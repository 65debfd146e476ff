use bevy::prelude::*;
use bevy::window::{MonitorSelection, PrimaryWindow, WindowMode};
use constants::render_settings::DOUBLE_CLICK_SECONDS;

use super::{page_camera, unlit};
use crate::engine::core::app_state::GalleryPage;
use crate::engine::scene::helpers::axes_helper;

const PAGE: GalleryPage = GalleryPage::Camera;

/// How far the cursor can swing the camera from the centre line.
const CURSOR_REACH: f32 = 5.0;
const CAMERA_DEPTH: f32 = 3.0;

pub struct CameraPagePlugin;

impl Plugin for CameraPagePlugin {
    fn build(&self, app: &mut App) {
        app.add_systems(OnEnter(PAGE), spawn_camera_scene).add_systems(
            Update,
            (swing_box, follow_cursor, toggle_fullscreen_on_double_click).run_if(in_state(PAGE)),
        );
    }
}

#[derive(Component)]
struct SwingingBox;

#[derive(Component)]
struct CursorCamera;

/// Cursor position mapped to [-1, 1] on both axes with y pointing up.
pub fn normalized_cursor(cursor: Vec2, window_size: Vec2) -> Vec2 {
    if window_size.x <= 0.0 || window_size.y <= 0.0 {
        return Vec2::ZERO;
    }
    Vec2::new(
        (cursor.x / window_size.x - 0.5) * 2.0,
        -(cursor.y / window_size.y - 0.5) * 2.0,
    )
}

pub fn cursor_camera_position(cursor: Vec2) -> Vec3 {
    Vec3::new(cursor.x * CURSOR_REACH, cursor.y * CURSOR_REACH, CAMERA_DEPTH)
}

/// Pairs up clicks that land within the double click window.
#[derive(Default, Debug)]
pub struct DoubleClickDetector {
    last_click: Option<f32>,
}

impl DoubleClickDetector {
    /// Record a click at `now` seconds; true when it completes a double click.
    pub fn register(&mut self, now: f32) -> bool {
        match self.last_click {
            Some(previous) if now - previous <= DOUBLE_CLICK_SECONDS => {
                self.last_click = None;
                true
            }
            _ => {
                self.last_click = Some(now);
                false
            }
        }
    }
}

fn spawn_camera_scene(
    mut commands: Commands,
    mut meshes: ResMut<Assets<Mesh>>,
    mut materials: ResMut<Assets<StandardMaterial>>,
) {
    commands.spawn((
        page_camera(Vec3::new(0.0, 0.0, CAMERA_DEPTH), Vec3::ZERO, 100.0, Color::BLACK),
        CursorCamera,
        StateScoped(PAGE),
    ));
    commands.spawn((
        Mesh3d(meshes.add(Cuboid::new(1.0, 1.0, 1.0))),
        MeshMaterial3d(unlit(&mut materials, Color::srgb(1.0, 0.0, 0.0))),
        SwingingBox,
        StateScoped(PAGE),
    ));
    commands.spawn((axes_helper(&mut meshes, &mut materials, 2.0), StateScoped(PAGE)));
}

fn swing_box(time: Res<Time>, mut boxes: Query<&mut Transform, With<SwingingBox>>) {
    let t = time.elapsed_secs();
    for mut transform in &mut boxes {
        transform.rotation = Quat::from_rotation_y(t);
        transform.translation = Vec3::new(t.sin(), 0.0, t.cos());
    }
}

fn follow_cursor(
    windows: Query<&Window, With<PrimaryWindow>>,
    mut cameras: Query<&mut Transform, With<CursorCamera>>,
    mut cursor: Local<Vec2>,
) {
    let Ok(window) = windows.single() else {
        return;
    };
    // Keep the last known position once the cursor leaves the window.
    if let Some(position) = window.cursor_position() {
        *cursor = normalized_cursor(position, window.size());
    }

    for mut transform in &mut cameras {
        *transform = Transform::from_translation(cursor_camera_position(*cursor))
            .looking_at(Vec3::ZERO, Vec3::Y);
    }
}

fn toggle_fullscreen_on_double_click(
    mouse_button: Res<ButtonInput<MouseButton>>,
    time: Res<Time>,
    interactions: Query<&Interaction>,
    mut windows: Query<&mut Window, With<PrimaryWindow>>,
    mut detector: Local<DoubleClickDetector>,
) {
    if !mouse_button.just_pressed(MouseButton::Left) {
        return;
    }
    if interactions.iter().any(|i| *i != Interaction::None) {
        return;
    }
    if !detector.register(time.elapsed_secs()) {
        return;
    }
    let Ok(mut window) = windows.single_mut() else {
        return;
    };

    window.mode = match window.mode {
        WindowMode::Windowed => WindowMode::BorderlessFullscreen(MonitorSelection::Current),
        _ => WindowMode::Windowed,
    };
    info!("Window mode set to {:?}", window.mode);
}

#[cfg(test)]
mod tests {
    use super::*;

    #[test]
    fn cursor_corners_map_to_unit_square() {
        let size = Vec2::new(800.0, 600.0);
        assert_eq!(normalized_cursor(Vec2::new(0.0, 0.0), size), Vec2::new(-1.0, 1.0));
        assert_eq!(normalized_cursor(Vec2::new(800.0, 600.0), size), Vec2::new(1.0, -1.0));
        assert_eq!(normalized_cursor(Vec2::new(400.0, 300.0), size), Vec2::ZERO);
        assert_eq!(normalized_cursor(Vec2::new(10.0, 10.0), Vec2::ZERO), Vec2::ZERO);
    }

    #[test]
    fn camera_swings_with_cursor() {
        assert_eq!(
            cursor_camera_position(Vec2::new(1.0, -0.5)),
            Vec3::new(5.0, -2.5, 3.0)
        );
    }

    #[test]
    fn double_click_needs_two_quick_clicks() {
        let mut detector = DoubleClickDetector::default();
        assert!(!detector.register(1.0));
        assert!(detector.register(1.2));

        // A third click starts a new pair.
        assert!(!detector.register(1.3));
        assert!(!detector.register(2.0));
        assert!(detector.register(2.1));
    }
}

# [GOAL OF THE EXERCISE]
Copy the listing word for word, leaving nothing out.

# [YOUR SOLUTION]
repository 65debfd146e476ff
use bevy::prelude::*;
use bevy::window::{MonitorSelection, PrimaryWindow, WindowMode};
use constants::render_settings::DOUBLE_CLICK_SECONDS;

use super::{page_camera, unlit};
use crate::engine::core::app_state::GalleryPage;
use crate::engine::scene::helpers::axes_helper;

const PAGE: GalleryPage = GalleryPage::Camera;

/// How far the cursor can swing the camera from the centre line.
const CURSOR_REACH: f32 = 5.0;
const CAMERA_DEPTH: f32 = 3.0;

pub struct CameraPagePlugin;

impl Plugin for CameraPagePlugin {
    fn build(&self, app: &mut App) {
        app.add_systems(OnEnter(PAGE), spawn_camera_scene).add_systems(
            Update,
            (swing_box, follow_cursor, toggle_fullscreen_on_double_click).run_if(in_state(PAGE)),
        );
    }
}

#[derive(Component)]
struct SwingingBox;

#[derive(Component)]
struct CursorCamera;

/// Cursor position mapped to [-1, 1] on both axes with y pointing up.
pub fn normalized_cursor(cursor: Vec2, window_size: Vec2) -> Vec2 {
    if window_size.x <= 0.0 || window_size.y <= 0.0 {
        return Vec2::ZERO;
    }
    Vec2::new(
        (cursor.x / window_size.x - 0.5) * 2.0,
        -(cursor.y / window_size.y - 0.5) * 2.0,
    )
}

pub fn cursor_camera_position(cursor: Vec2) -> Vec3 {
    Vec3::new(cursor.x * CURSOR_REACH, cursor.y * CURSOR_REACH, CAMERA_DEPTH)
}

/// Pairs up clicks that land within the double click window.
#[derive(Default, Debug)]
pub struct DoubleClickDetector {
    last_click: Option<f32>,
}

impl DoubleClickDetector {
    /// Record a click at `now` seconds; true when it completes a double click.
    pub fn register(&mut self, now: f32) -> bool {
        match self.last_click {
            Some(previous) if now - previous <= DOUBLE_CLICK_SECONDS => {
                self.last_click = None;
                true
            }
            _ => {
                self.last_click = Some(now);
                false
            }
        }
    }
}

fn spawn_camera_scene(
    mut commands: Commands,
    mut meshes: ResMut<Assets<Mesh>>,
    mut materials: ResMut<Assets<StandardMaterial>>,
) {
    commands.spawn((
        page_camera(Vec3::new(0.0, 0.0, CAMERA_DEPTH), Vec3::ZERO, 100.0, Color::BLACK),
        CursorCamera,
        StateScoped(PAGE),
    ));
    commands.spawn((
        Mesh3d(meshes.add(Cuboid::new(1.0, 1.0, 1.0))),
        MeshMaterial3d(unlit(&mut materials, Color::srgb(1.0, 0.0, 0.0))),
        SwingingBox,
        StateScoped(PAGE),
    ));
    commands.spawn((axes_helper(&mut meshes, &mut materials, 2.0), StateScoped(PAGE)));
}

fn swing_box(time: Res<Time>, mut boxes: Query<&mut Transform, With<SwingingBox>>) {
    let t = time.elapsed_secs();
    for mut transform in &mut boxes {
        transform.rotation = Quat::from_rotation_y(t);
        transform.translation = Vec3::new(t.sin(), 0.0, t.cos());
    }
}

fn follow_cursor(
    windows: Query<&Window, With<PrimaryWindow>>,
    mut cameras: Query<&mut Transform, With<CursorCamera>>,
    mut cursor: Local<Vec2>,
) {
    let Ok(window) = windows.single() else {
        return;
    };
    // Keep the last known position once the cursor leaves the window.
    if let Some(position) = window.cursor_position() {
        *cursor = normalized_cursor(position, window.size());
    }

    for mut transform in &mut cameras {
        *transform = Transform::from_translation(cursor_camera_position(*cursor))
            .looking_at(Vec3::ZERO, Vec3::Y);
    }
}

fn toggle_fullscreen_on_double_click(
    mouse_button: Res<ButtonInput<MouseButton>>,
    time: Res<Time>,
    interactions: Query<&Interaction>,
    mut windows: Query<&mut Window, With<PrimaryWindow>>,
    mut detector: Local<DoubleClickDetector>,
) {
    if !mouse_button.just_pressed(MouseButton::Left) {
        return;
    }
    if interactions.iter().any(|i| *i != Interaction::None) {
        return;
    }
    if !detector.register(time.elapsed_secs()) {
        return;
    }
    let Ok(mut window) = windows.single_mut() else {
        return;
    };

    window.mode = match window.mode {
        WindowMode::Windowed => WindowMode::BorderlessFullscreen(MonitorSelection::Current),
        _ => WindowMode::Windowed,
    };
    info!("Window mode set to {:?}", window.mode);
}

#[cfg(test)]
mod tests {
    use super::*;

    #[test]
    fn cursor_corners_map_to_unit_square() {
        let size = Vec2::new(800.0, 600.0);
        assert_eq!(normalized_cursor(Vec2::new(0.0, 0.0), size), Vec2::new(-1.0, 1.0));
        assert_eq!(normalized_cursor(Vec2::new(800.0, 600.0), size), Vec2::new(1.0, -1.0));
        assert_eq!(normalized_cursor(Vec2::new(400.0, 300.0), size), Vec2::ZERO);
        assert_eq!(normalized_cursor(Vec2::new(10.0, 10.0), Vec2::ZERO), Vec2::ZERO);
    }

    #[test]
    fn camera_swings_with_cursor() {
        assert_eq!(
            cursor_camera_position(Vec2::new(1.0, -0.5)),
            Vec3::new(5.0, -2.5, 3.0)
        );
    }

    #[test]
    fn double_click_needs_two_quick_clicks() {
        let mut detector = DoubleClickDetector::default();
        assert!(!detector.register(1.0));
        assert!(detector.register(1.2));

        // A third click starts a new pair.
        assert!(!detector.register(1.3));
        assert!(!detector.register(2.0));
        assert!(detector.register(2.1));
    }
}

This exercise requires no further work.